Neste dia eu voltei a sonhar com minha mãe. A umidade se juntava no canto de meus olhos e então saltava na direção de meu rosto, por onde escorria antes de se juntar em meu queixo e cair ao chão ou sobre meu cabelo.
Vi minha mãe se afastando de mim. Vi minha mãe se virando para mim.

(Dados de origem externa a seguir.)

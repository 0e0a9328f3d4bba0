//! Resource routes — listing and `nodegraph://` URI resolution.

use std::sync::Arc;

use axum::extract::{Query, State};
use axum::http::StatusCode;
use axum::routing::get;
use axum::{Json, Router};
use serde::Deserialize;
use serde_json::{json, Value};

use nodegraph_store::resources;

use crate::routes::error_response;
use crate::state::AppState;

pub fn routes() -> Router<Arc<AppState>> {
    Router::new()
        .route("/resources", get(list_resources))
        .route("/resources/read", get(read_resource))
}

/// GET /api/resources — every markdown doc plus the data resources.
async fn list_resources(State(state): State<Arc<AppState>>) -> (StatusCode, Json<Value>) {
    match resources::list_resources(&state.config.roots.docs).await {
        Ok(resources) => (StatusCode::OK, Json(json!({ "resources": resources }))),
        Err(err) => error_response(&err),
    }
}

#[derive(Debug, Deserialize)]
struct ReadParams {
    uri: String,
}

/// GET /api/resources/read?uri=nodegraph://... — resolve one resource.
async fn read_resource(
    State(state): State<Arc<AppState>>,
    Query(params): Query<ReadParams>,
) -> (StatusCode, Json<Value>) {
    match resources::read_resource(
        &state.config.roots.docs,
        &state.config.roots.data,
        &state.catalog,
        &params.uri,
    )
    .await
    {
        Ok(content) => (StatusCode::OK, Json(json!({ "contents": [content] }))),
        Err(err) => error_response(&err),
    }
}
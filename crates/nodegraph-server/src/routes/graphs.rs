//! Graph document routes — list, read, write, validate.

use std::sync::Arc;

use axum::extract::{Path, Query, State};
use axum::http::StatusCode;
use axum::routing::{get, post};
use axum::{Json, Router};
use serde::Deserialize;
use serde_json::{json, Value};

use nodegraph_core::Error;
use nodegraph_schema::GraphEnvironment;
use nodegraph_store::{ListOptions, WriteOptions, WriteOutcome};

use crate::routes::{error_response, ok_json};
use crate::state::AppState;

pub fn routes() -> Router<Arc<AppState>> {
    Router::new()
        .route("/graphs", get(list_graphs))
        .route("/graphs/validate", post(validate_graph))
        .route("/graphs/{*path}", get(read_graph).put(write_graph))
}

#[derive(Debug, Deserialize)]
#[serde(rename_all = "camelCase")]
struct ListParams {
    dir: Option<String>,
    recursive: Option<bool>,
    include_details: Option<bool>,
    environment: Option<String>,
}

/// GET /api/graphs — list graph files under the graphs root.
async fn list_graphs(
    State(state): State<Arc<AppState>>,
    Query(params): Query<ListParams>,
) -> (StatusCode, Json<Value>) {
    let environment = match params.environment.as_deref() {
        None => None,
        Some(raw) => match GraphEnvironment::parse(raw) {
            Some(env) => Some(env),
            None => return error_response(&Error::Usage(format!("Unknown environment: {raw}"))),
        },
    };
    let opts = ListOptions {
        dir: params.dir,
        recursive: params.recursive.unwrap_or(true),
        include_details: params.include_details.unwrap_or(true),
        environment,
    };
    match state.graphs.list(&opts).await {
        Ok(listing) => ok_json(&listing),
        Err(err) => error_response(&err),
    }
}

/// GET /api/graphs/{path} — read a graph file without validation.
async fn read_graph(
    State(state): State<Arc<AppState>>,
    Path(path): Path<String>,
) -> (StatusCode, Json<Value>) {
    match state.graphs.read(&path).await {
        Ok((path, graph)) => (StatusCode::OK, Json(json!({ "path": path, "graph": graph }))),
        Err(err) => error_response(&err),
    }
}

#[derive(Debug, Deserialize)]
struct WriteGraphBody {
    graph: Value,
    pretty: Option<bool>,
    overwrite: Option<bool>,
}

/// PUT /api/graphs/{path} — validate and write a graph document.
async fn write_graph(
    State(state): State<Arc<AppState>>,
    Path(path): Path<String>,
    Json(body): Json<WriteGraphBody>,
) -> (StatusCode, Json<Value>) {
    let opts = WriteOptions {
        overwrite: body.overwrite.unwrap_or(false),
        pretty: body.pretty.unwrap_or(true),
    };
    match state.graphs.write(&path, &body.graph, &opts).await {
        Ok(WriteOutcome::Written { path }) => {
            (StatusCode::OK, Json(json!({ "ok": true, "path": path })))
        }
        Ok(WriteOutcome::Invalid { issues }) => {
            (StatusCode::OK, Json(json!({ "ok": false, "issues": issues })))
        }
        Err(err) => error_response(&err),
    }
}

#[derive(Debug, Deserialize)]
struct ValidateGraphBody {
    path: Option<String>,
    graph: Option<Value>,
}

/// POST /api/graphs/validate — validate a file or an inline payload.
async fn validate_graph(
    State(state): State<Arc<AppState>>,
    Json(body): Json<ValidateGraphBody>,
) -> (StatusCode, Json<Value>) {
    match state
        .graphs
        .validate(body.path.as_deref(), body.graph.as_ref())
        .await
    {
        Ok(validation) if validation.is_valid() => (StatusCode::OK, Json(json!({ "valid": true }))),
        Ok(validation) => (
            StatusCode::OK,
            Json(json!({ "valid": false, "issues": validation.issues })),
        ),
        Err(err) => error_response(&err),
    }
}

Vi minha mãe sorrindo enquanto me deixava para trás.
Eu tinha apenas quinze anos quando meu pai arrancou o cordão que minha mãe me dera de meu pescoço — a última lembrança da mesma mãe que sorriu para mim enquanto ia embora — e aos dezesseis pensei que ele tivesse me feito um favor.
Aos dezessete eu parei de me importar. Tentei ignorar aquilo com todas as minhas forças. Estava além de minhas capacidades, era algo que eu simplesmente tinha de aceitar. Então para que pensar nisso?, eu me dizia todas as noites enquanto lutava para afastar aqueles pensamentos.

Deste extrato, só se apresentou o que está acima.